Am I crazy?
1 week ago • 04/30/2021 2:16 am
Dressing(dom male) • 04/30/2021 2:16 am
First of all, let it be known that this has made me quite upset, and even though I'm trying to remain objective, it may be influenced by emotions.
So, I was approached by a sub yesterday, and we start getting to know each other and all is well. I decided that the first day would be spent getting to know each other. We both seemed to enjoy talking and I enjoyed trying to learn what kind of person and sub she was. Today, I had prepared a little lesson, both to teach and gauge how the sub was thinking. I had been busy all morning until past noon, at which point I write her to tell her to be ready in 30 minutes time for her lesson. She replies that she's currently gardening/landscaping and thus couldn't have her lesson right now. I of course let her continue what she was doing, and half-expected that I would hear from her when she was done. 3 hours later, I tried asking her if she was done with her gardening, and she replies that she's now busy at her aunt and uncles house. I wait again, and later she asks me to write out my lesson for her to review later when she got time, but I reply that "I'd rather that you were present for my lesson". She then informs me she's facetiming her nan, and says it could take an hour or so, and I say I'll write her a little prep she can read before my lesson.

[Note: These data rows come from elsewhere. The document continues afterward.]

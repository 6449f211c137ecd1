//! Seed fleet loaded once at startup
//!
//! The fleet is a fixed compile-time list. It goes through the same validation
//! as any other vehicle set so a bad entry fails at load time rather than
//! mid-simulation.

use anyhow::{bail, Context, Result};
use log::{debug, warn};
use std::collections::HashSet;

use super::types::{Position, Velocity, VehicleId, VehicleStatus};
use super::vehicle::SimVehicle;

/// One raw entry of the seed list
#[derive(Debug, Clone, Copy)]
pub struct SeedVehicle {
    pub id: &'static str,
    pub x: f32,
    pub y: f32,
    pub dx: f32,
    pub dy: f32,
    pub status: &'static str,
    pub driver: &'static str,
    pub speed: u32,
    pub orders: u32,
}

pub const SEED_VEHICLES: [SeedVehicle; 6] = [
    SeedVehicle {
        id: "V-01",
        x: 22.0,
        y: 35.0,
        dx: 0.12,
        dy: 0.08,
        status: "active",
        driver: "M. Torres",
        speed: 42,
        orders: 4,
    },
    SeedVehicle {
        id: "V-02",
        x: 55.0,
        y: 20.0,
        dx: -0.09,
        dy: 0.13,
        status: "active",
        driver: "S. Chen",
        speed: 38,
        orders: 6,
    },
    SeedVehicle {
        id: "V-03",
        x: 75.0,
        y: 60.0,
        dx: 0.07,
        dy: -0.11,
        status: "delayed",
        driver: "R. Patel",
        speed: 21,
        orders: 3,
    },
    SeedVehicle {
        id: "V-04",
        x: 40.0,
        y: 70.0,
        dx: -0.14,
        dy: -0.06,
        status: "active",
        driver: "J. Kim",
        speed: 51,
        orders: 5,
    },
    SeedVehicle {
        id: "V-05",
        x: 88.0,
        y: 25.0,
        dx: -0.06,
        dy: 0.09,
        status: "alert",
        driver: "A. Novak",
        speed: 0,
        orders: 2,
    },
    SeedVehicle {
        id: "V-06",
        x: 15.0,
        y: 75.0,
        dx: 0.10,
        dy: -0.07,
        status: "idle",
        driver: "C. Diaz",
        speed: 0,
        orders: 0,
    },
];

/// Route polylines, assigned in order to the first vehicles of the seed list
pub const SEED_ROUTES: [&[(f32, f32)]; 4] = [
    &[(22.0, 35.0), (35.0, 28.0), (50.0, 22.0), (62.0, 18.0), (72.0, 14.0), (80.0, 20.0)],
    &[(55.0, 20.0), (50.0, 35.0), (45.0, 50.0), (40.0, 62.0), (38.0, 75.0)],
    &[(75.0, 60.0), (65.0, 55.0), (55.0, 52.0), (45.0, 55.0), (38.0, 62.0)],
    &[(40.0, 70.0), (52.0, 65.0), (65.0, 60.0), (74.0, 52.0), (80.0, 40.0), (85.0, 30.0)],
];

/// Build the default seed fleet
pub fn seed_fleet() -> Result<Vec<SimVehicle>> {
    load_seed(&SEED_VEHICLES, &SEED_ROUTES)
}

/// Turn raw seed entries into validated vehicles
///
/// `routes[i]` is attached to `seeds[i]`; extra seeds get no route.
pub fn load_seed(seeds: &[SeedVehicle], routes: &[&[(f32, f32)]]) -> Result<Vec<SimVehicle>> {
    let vehicles = seeds
        .iter()
        .enumerate()
        .map(|(i, seed)| -> Result<SimVehicle> {
            let status: VehicleStatus = seed
                .status
                .parse()
                .with_context(|| format!("invalid seed entry {}", seed.id))?;
            let route: Vec<Position> = routes
                .get(i)
                .map(|points| points.iter().map(|&(x, y)| Position::new(x, y)).collect())
                .unwrap_or_default();

            Ok(SimVehicle::new(
                VehicleId::new(seed.id),
                seed.id,
                Position::new(seed.x, seed.y),
                Velocity::new(seed.dx, seed.dy),
                status,
                route,
                seed.driver,
                seed.speed,
                seed.orders,
            ))
        })
        .collect::<Result<Vec<_>>>()?;

    validate_fleet(vehicles)
}

/// Check fleet invariants, clamping finite out-of-range positions
///
/// Rejects duplicate ids, non-finite kinematics and motion-eligible vehicles
/// that have no velocity.
pub fn validate_fleet(mut vehicles: Vec<SimVehicle>) -> Result<Vec<SimVehicle>> {
    let mut seen = HashSet::new();

    for vehicle in &mut vehicles {
        if !seen.insert(vehicle.id.clone()) {
            bail!("duplicate vehicle id {}", vehicle.id);
        }
        if !vehicle.position.is_finite() {
            bail!("vehicle {} has a non-finite position {:?}", vehicle.id, vehicle.position);
        }
        if !vehicle.velocity.is_finite() {
            bail!("vehicle {} has a non-finite velocity {:?}", vehicle.id, vehicle.velocity);
        }
        if vehicle.is_motion_eligible() && vehicle.velocity.is_zero() {
            bail!("vehicle {} is {} but has zero velocity", vehicle.id, vehicle.status);
        }
        if !vehicle.position.in_bounds() {
            let clamped = vehicle.position.clamped();
            warn!(
                "Vehicle {} seeded outside the drivable area at ({:.1}, {:.1}), clamping",
                vehicle.id, vehicle.position.x, vehicle.position.y
            );
            vehicle.position = clamped;
        }
    }

    debug!("Validated fleet of {} vehicles", vehicles.len());
    Ok(vehicles)
}
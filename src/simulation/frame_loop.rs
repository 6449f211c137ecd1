//! Frame loop that drives the fleet with a start/stop lifecycle
//!
//! The loop only advances the fleet while running. Whoever owns the loop can
//! hand out a [`StopHandle`]; dropping the loop stops it as well, so no
//! recurring work outlives the view that started it.

use log::{debug, info};
use std::ops::ControlFlow;
use std::sync::atomic::{AtomicBool, Ordering};
use std::sync::Arc;
use std::time::{Duration, Instant};

use super::clock::FrameClock;
use super::fleet::SimFleet;

/// What happened during one frame
#[derive(Debug, Clone, Copy, PartialEq)]
pub struct FrameReport {
    /// 1-based frame counter since the loop was created
    pub frame: u64,
    pub delta_secs: f32,
    /// Fleet simulation time after the frame
    pub time: f32,
}

/// Cancels a running [`FrameLoop`] from outside
#[derive(Debug, Clone)]
pub struct StopHandle(Arc<AtomicBool>);

impl StopHandle {
    pub fn stop(&self) {
        self.0.store(false, Ordering::SeqCst);
    }

    pub fn is_running(&self) -> bool {
        self.0.load(Ordering::SeqCst)
    }
}

pub struct FrameLoop<C: FrameClock> {
    clock: C,
    running: Arc<AtomicBool>,
    frames: u64,
    /// Minimum wall time per frame when pacing `run`
    frame_budget: Option<Duration>,
}

impl<C: FrameClock> FrameLoop<C> {
    /// Create a stopped loop
    pub fn new(clock: C) -> Self {
        Self {
            clock,
            running: Arc::new(AtomicBool::new(false)),
            frames: 0,
            frame_budget: None,
        }
    }

    /// Pace `run` to at most `fps` frames per second
    pub fn with_target_fps(mut self, fps: u32) -> Self {
        self.frame_budget = (fps > 0).then(|| Duration::from_secs_f64(1.0 / fps as f64));
        self
    }

    pub fn start(&mut self) {
        if !self.is_running() {
            self.clock.reset();
            self.running.store(true, Ordering::SeqCst);
            info!("Frame loop started");
        }
    }

    pub fn stop(&mut self) {
        if self.running.swap(false, Ordering::SeqCst) {
            info!("Frame loop stopped after {} frames", self.frames);
        }
    }

    pub fn is_running(&self) -> bool {
        self.running.load(Ordering::SeqCst)
    }

    pub fn stop_handle(&self) -> StopHandle {
        StopHandle(Arc::clone(&self.running))
    }

    pub fn frames(&self) -> u64 {
        self.frames
    }

    /// Advance the fleet by one frame, if the loop is running
    pub fn frame(&mut self, fleet: &mut SimFleet) -> Option<FrameReport> {
        if !self.is_running() {
            return None;
        }

        let delta_secs = self.clock.next_delta();
        fleet.tick(delta_secs);
        self.frames += 1;

        Some(FrameReport {
            frame: self.frames,
            delta_secs,
            time: fleet.time,
        })
    }

    /// Start the loop and drive frames until it is stopped
    ///
    /// The loop ends when the stop handle fires, `max_frames` frames have run, or
    /// `on_frame` returns `ControlFlow::Break`. It is always stopped on return.
    /// Returns the number of frames run by this call.
    pub fn run<F>(&mut self, fleet: &mut SimFleet, max_frames: Option<u64>, mut on_frame: F) -> u64
    where
        F: FnMut(&SimFleet, &FrameReport) -> ControlFlow<()>,
    {
        self.start();
        let mut count = 0;

        while max_frames.is_none_or(|max| count < max) {
            let started = Instant::now();
            let Some(report) = self.frame(fleet) else {
                debug!("Frame loop cancelled");
                break;
            };
            count += 1;

            if on_frame(fleet, &report).is_break() {
                break;
            }

            if let Some(budget) = self.frame_budget {
                let spent = started.elapsed();
                if spent < budget {
                    std::thread::sleep(budget - spent);
                }
            }
        }

        self.stop();
        count
    }
}

impl<C: FrameClock> Drop for FrameLoop<C> {
    fn drop(&mut self) {
        self.stop();
    }
}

Two hours later, now my 11:30 pm, she writes me back and we start the lesson.
After the lesson is done, which proceeded without any issues, I tell her that she should try to make time for me, or at the very least inform me when she's busy.

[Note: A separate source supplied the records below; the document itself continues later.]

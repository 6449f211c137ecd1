//! Fleet state container that ties the simulation together
//!
//! The vehicle set is replaced as a whole on every tick by [`advance_fleet`].
//! Status changes from outside are queued and applied at the start of the next
//! tick so the fleet has a single writer.

use anyhow::{bail, Result};
use log::{debug, info, warn};
use std::collections::VecDeque;

use super::orders::{check_order_links, seed_orders, Order, OrderStats};
use super::seed::{seed_fleet, validate_fleet};
use super::types::{Position, VehicleId, VehicleStatus, DEPOT_POSITION};
use super::vehicle::SimVehicle;

/// Advance every vehicle by `delta_secs`
///
/// Pure: vehicles don't interact, so each one is stepped on its own.
pub fn advance_fleet(vehicles: &[SimVehicle], delta_secs: f32) -> Vec<SimVehicle> {
    vehicles.iter().map(|v| v.advanced(delta_secs)).collect()
}

/// A pending status change for one vehicle
#[derive(Debug, Clone, PartialEq)]
pub struct StatusChange {
    pub vehicle: VehicleId,
    pub status: VehicleStatus,
}

/// Fleet KPIs shown in the dashboard header
#[derive(Debug, Clone, Copy, PartialEq, Eq, Default)]
pub struct FleetStats {
    pub total: usize,
    /// Vehicles with status `active`
    pub active: usize,
    pub delayed: usize,
    pub alert: usize,
    pub idle: usize,
    /// Vehicles that are `alert` or `delayed`
    pub alerts: usize,
    /// Share of active vehicles, rounded to a whole percent
    pub utilization_pct: u32,
}

/// The fleet being simulated
#[derive(Debug, Clone)]
pub struct SimFleet {
    vehicles: Vec<SimVehicle>,

    /// Status changes waiting for the next tick
    pending: VecDeque<StatusChange>,

    /// Orders linked to the fleet's vehicles
    orders: Vec<Order>,

    /// Vehicle highlighted by the renderer
    selected: Option<VehicleId>,

    /// Simulation time in seconds
    pub time: f32,
}

impl SimFleet {
    /// Build a fleet from a validated vehicle set
    pub fn new(vehicles: Vec<SimVehicle>) -> Result<Self> {
        let vehicles = validate_fleet(vehicles)?;
        info!("Fleet ready with {} vehicles", vehicles.len());
        Ok(Self {
            vehicles,
            pending: VecDeque::new(),
            orders: Vec::new(),
            selected: None,
            time: 0.0,
        })
    }

    /// Build the fleet and its orders from the built-in seed lists
    pub fn from_seed() -> Result<Self> {
        Self::new(seed_fleet()?)?.with_orders(seed_orders()?)
    }

    /// Attach orders, checking that each assigned vehicle is in the fleet
    pub fn with_orders(mut self, orders: Vec<Order>) -> Result<Self> {
        check_order_links(&orders, &self.vehicle_ids())?;
        self.orders = orders;
        Ok(self)
    }

    pub fn orders(&self) -> &[Order] {
        &self.orders
    }

    /// Orders assigned to one vehicle
    pub fn orders_for<'a>(&'a self, id: &'a str) -> impl Iterator<Item = &'a Order> + 'a {
        self.orders
            .iter()
            .filter(move |o| o.vehicle.as_ref().is_some_and(|v| v.as_str() == id))
    }

    pub fn order_stats(&self) -> OrderStats {
        OrderStats::from_orders(&self.orders)
    }

    pub fn vehicles(&self) -> &[SimVehicle] {
        &self.vehicles
    }

    pub fn vehicle(&self, id: &str) -> Option<&SimVehicle> {
        self.vehicles.iter().find(|v| v.id.as_str() == id)
    }

    pub fn vehicle_ids(&self) -> Vec<VehicleId> {
        self.vehicles.iter().map(|v| v.id.clone()).collect()
    }

    pub fn len(&self) -> usize {
        self.vehicles.len()
    }

    pub fn is_empty(&self) -> bool {
        self.vehicles.is_empty()
    }

    /// Advance the fleet by one frame
    pub fn tick(&mut self, delta_secs: f32) {
        self.apply_pending();
        self.vehicles = advance_fleet(&self.vehicles, delta_secs);
        if delta_secs.is_finite() && delta_secs > 0.0 {
            self.time += delta_secs;
        }
    }

    /// Queue a status change to apply at the start of the next tick
    pub fn queue_status_change(&mut self, vehicle: impl Into<VehicleId>, status: VehicleStatus) {
        self.pending.push_back(StatusChange {
            vehicle: vehicle.into(),
            status,
        });
    }

    pub fn pending_changes(&self) -> usize {
        self.pending.len()
    }

    fn apply_pending(&mut self) {
        while let Some(change) = self.pending.pop_front() {
            match self.vehicles.iter_mut().find(|v| v.id == change.vehicle) {
                Some(vehicle) => {
                    if vehicle.status != change.status {
                        debug!(
                            "Vehicle {} status {} -> {}",
                            vehicle.id, vehicle.status, change.status
                        );
                    }
                    vehicle.set_status(change.status);
                }
                None => warn!("Dropping status change for unknown vehicle {}", change.vehicle),
            }
        }
    }

    pub fn selected(&self) -> Option<&SimVehicle> {
        let id = self.selected.as_ref()?;
        self.vehicles.iter().find(|v| &v.id == id)
    }

    /// Select a vehicle by id, or clear the selection with `None`
    pub fn select(&mut self, id: Option<&str>) -> Result<()> {
        match id {
            Some(id) => {
                if self.vehicle(id).is_none() {
                    bail!("no vehicle with id {}", id);
                }
                self.selected = Some(VehicleId::new(id));
            }
            None => self.selected = None,
        }
        Ok(())
    }

    /// Select a vehicle, or clear the selection if it is already selected
    ///
    /// Returns the vehicle that is selected afterwards.
    pub fn toggle_selection(&mut self, id: &str) -> Result<Option<&SimVehicle>> {
        if self.selected.as_ref().is_some_and(|selected| selected.as_str() == id) {
            self.selected = None;
            return Ok(None);
        }
        self.select(Some(id))?;
        Ok(self.selected())
    }

    /// Closest vehicle to `at` within `max_distance` plane units
    pub fn nearest_vehicle(&self, at: Position, max_distance: f32) -> Option<&SimVehicle> {
        self.vehicles
            .iter()
            .map(|v| (v, v.position.distance(&at)))
            .filter(|&(_, distance)| distance <= max_distance)
            .min_by(|a, b| a.1.total_cmp(&b.1))
            .map(|(v, _)| v)
    }

    /// Move the selection to the next vehicle in seed order, wrapping around
    pub fn select_next(&mut self) -> Option<&SimVehicle> {
        if self.vehicles.is_empty() {
            return None;
        }
        let next = match &self.selected {
            Some(id) => self
                .vehicles
                .iter()
                .position(|v| &v.id == id)
                .map_or(0, |i| (i + 1) % self.vehicles.len()),
            None => 0,
        };
        self.selected = Some(self.vehicles[next].id.clone());
        self.vehicles.get(next)
    }

    pub fn stats(&self) -> FleetStats {
        let total = self.vehicles.len();
        let count = |status: VehicleStatus| {
            self.vehicles.iter().filter(|v| v.status == status).count()
        };
        let active = count(VehicleStatus::Active);
        let delayed = count(VehicleStatus::Delayed);
        let alert = count(VehicleStatus::Alert);
        let idle = count(VehicleStatus::Idle);
        let utilization_pct = if total > 0 {
            (active as f32 / total as f32 * 100.0).round() as u32
        } else {
            0
        };

        FleetStats {
            total,
            active,
            delayed,
            alert,
            idle,
            alerts: delayed + alert,
            utilization_pct,
        }
    }

    /// Print a summary of the fleet state
    pub fn print_summary(&self) {
        let stats = self.stats();
        println!("=== Dispatch Fleet Summary ===");
        println!("Time: {:.2}s", self.time);
        println!(
            "Active: {} / {} | Utilization: {}% | Alerts: {}",
            stats.active, stats.total, stats.utilization_pct, stats.alerts
        );
        println!(
            "Fleet: {} active, {} delayed, {} alert, {} idle",
            stats.active, stats.delayed, stats.alert, stats.idle
        );
        println!();

        println!("--- Vehicles ---");
        for vehicle in &self.vehicles {
            let marker = if self.selected.as_ref() == Some(&vehicle.id) {
                '*'
            } else {
                ' '
            };
            println!(
                "{}{} {:<10} {:<9} at ({:5.1}, {:5.1}) v ({:+.2}, {:+.2}) {}km/h orders {} eta {}",
                marker,
                vehicle.label,
                vehicle.driver,
                vehicle.status.display_label(),
                vehicle.position.x,
                vehicle.position.y,
                vehicle.velocity.dx,
                vehicle.velocity.dy,
                vehicle.speed,
                vehicle.orders,
                vehicle.eta()
            );
        }

        if !self.orders.is_empty() {
            let orders = self.order_stats();
            println!();
            println!(
                "--- Orders ({}: {} pending, {} in transit, {} overdue, {} delivered) ---",
                orders.total, orders.pending, orders.in_transit, orders.overdue, orders.delivered
            );
            for order in &self.orders {
                let vehicle = order.vehicle.as_ref().map_or("-", |v| v.as_str());
                println!(
                    "  {} {:<10} {:<8} {:<4} {} {:4.1}km {}",
                    order.id,
                    order.status.display_label(),
                    order.priority,
                    vehicle,
                    order.window,
                    order.distance_km,
                    order.destination
                );
            }
        }
    }

    /// Render the plane as a character grid
    ///
    /// Vehicles are drawn with the last digit of their label, routes with `.`
    /// and the depot with `H`.
    pub fn render_map(&self, width: usize, height: usize) -> Vec<String> {
        let width = width.max(2);
        let height = height.max(2);
        let mut grid = vec![vec![' '; width]; height];

        let to_grid = |x: f32, y: f32| -> (usize, usize) {
            let col = (x / 100.0 * (width - 1) as f32).round().clamp(0.0, (width - 1) as f32);
            let row = (y / 100.0 * (height - 1) as f32).round().clamp(0.0, (height - 1) as f32);
            (row as usize, col as usize)
        };

        for vehicle in &self.vehicles {
            for point in &vehicle.route {
                let (row, col) = to_grid(point.x, point.y);
                grid[row][col] = '.';
            }
        }

        let (row, col) = to_grid(DEPOT_POSITION.x, DEPOT_POSITION.y);
        grid[row][col] = 'H';

        for vehicle in &self.vehicles {
            let (row, col) = to_grid(vehicle.position.x, vehicle.position.y);
            grid[row][col] = vehicle.label.chars().last().unwrap_or('V');
        }

        grid.into_iter().map(|row| row.into_iter().collect()).collect()
    }

    /// Draw a visual map of the fleet in the terminal
    pub fn draw_map(&self) {
        const MAP_WIDTH: usize = 60;
        const MAP_HEIGHT: usize = 24;

        println!("\n=== Dispatch Map ===");
        println!("Legend: digit=Vehicle, H=Depot, .=Route waypoint");
        println!("+{}+", "-".repeat(MAP_WIDTH));
        for line in self.render_map(MAP_WIDTH, MAP_HEIGHT) {
            println!("|{}|", line);
        }
        println!("+{}+", "-".repeat(MAP_WIDTH));
        println!();
    }
}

I say this, because I have practically been waiting all day with her lesson, and I had to ask her if she was done with her stuff because I didn't hear from her. Especially since the time she was ready was very late and essentially around the time I go to bed, so I'm already really frustrated that I couldn't have that damn lesson.
Things then took a turn for the worse, the much worse, as she began telling me how she already did tell me of what she was doing, that she didn't like letting me know 24/7 what she was doing and telling me she said things, that she didn't say (scrolling up and a screenshot showed it). I try letting her know that I had to enquire what she was doing, instead of her letting me know she was going to be busy, and that I didn't want her to be telling me what she was doing 24/7, just that I had been waiting so it would've been nice to know.
I try very, very hard to remain objective, telling her to calm down and listen to what I'm saying. I try to be objective and tell her my perspective and even give a suggestion to what she could've done instead. She gets more and more aggressive and eventually it culminates with "You're majorly irritating me. We're just not compatible. Take care".
Now I am left upset and sad that I, somehow, weren't able to get my meaning across. And worse is that I find myself blocked by her. An extremely childish act, if I say so myself, especially since I never insulted her, got angry at her or demeaned her. I listened to what she said, and tried to explain myself as calmly as I could.
Now I don't want to salvage the relationship, as it was only two days old(!), but I am honestly curious about what others think.
Was I unreasonable? Did I demand too much? ... Am I crazy?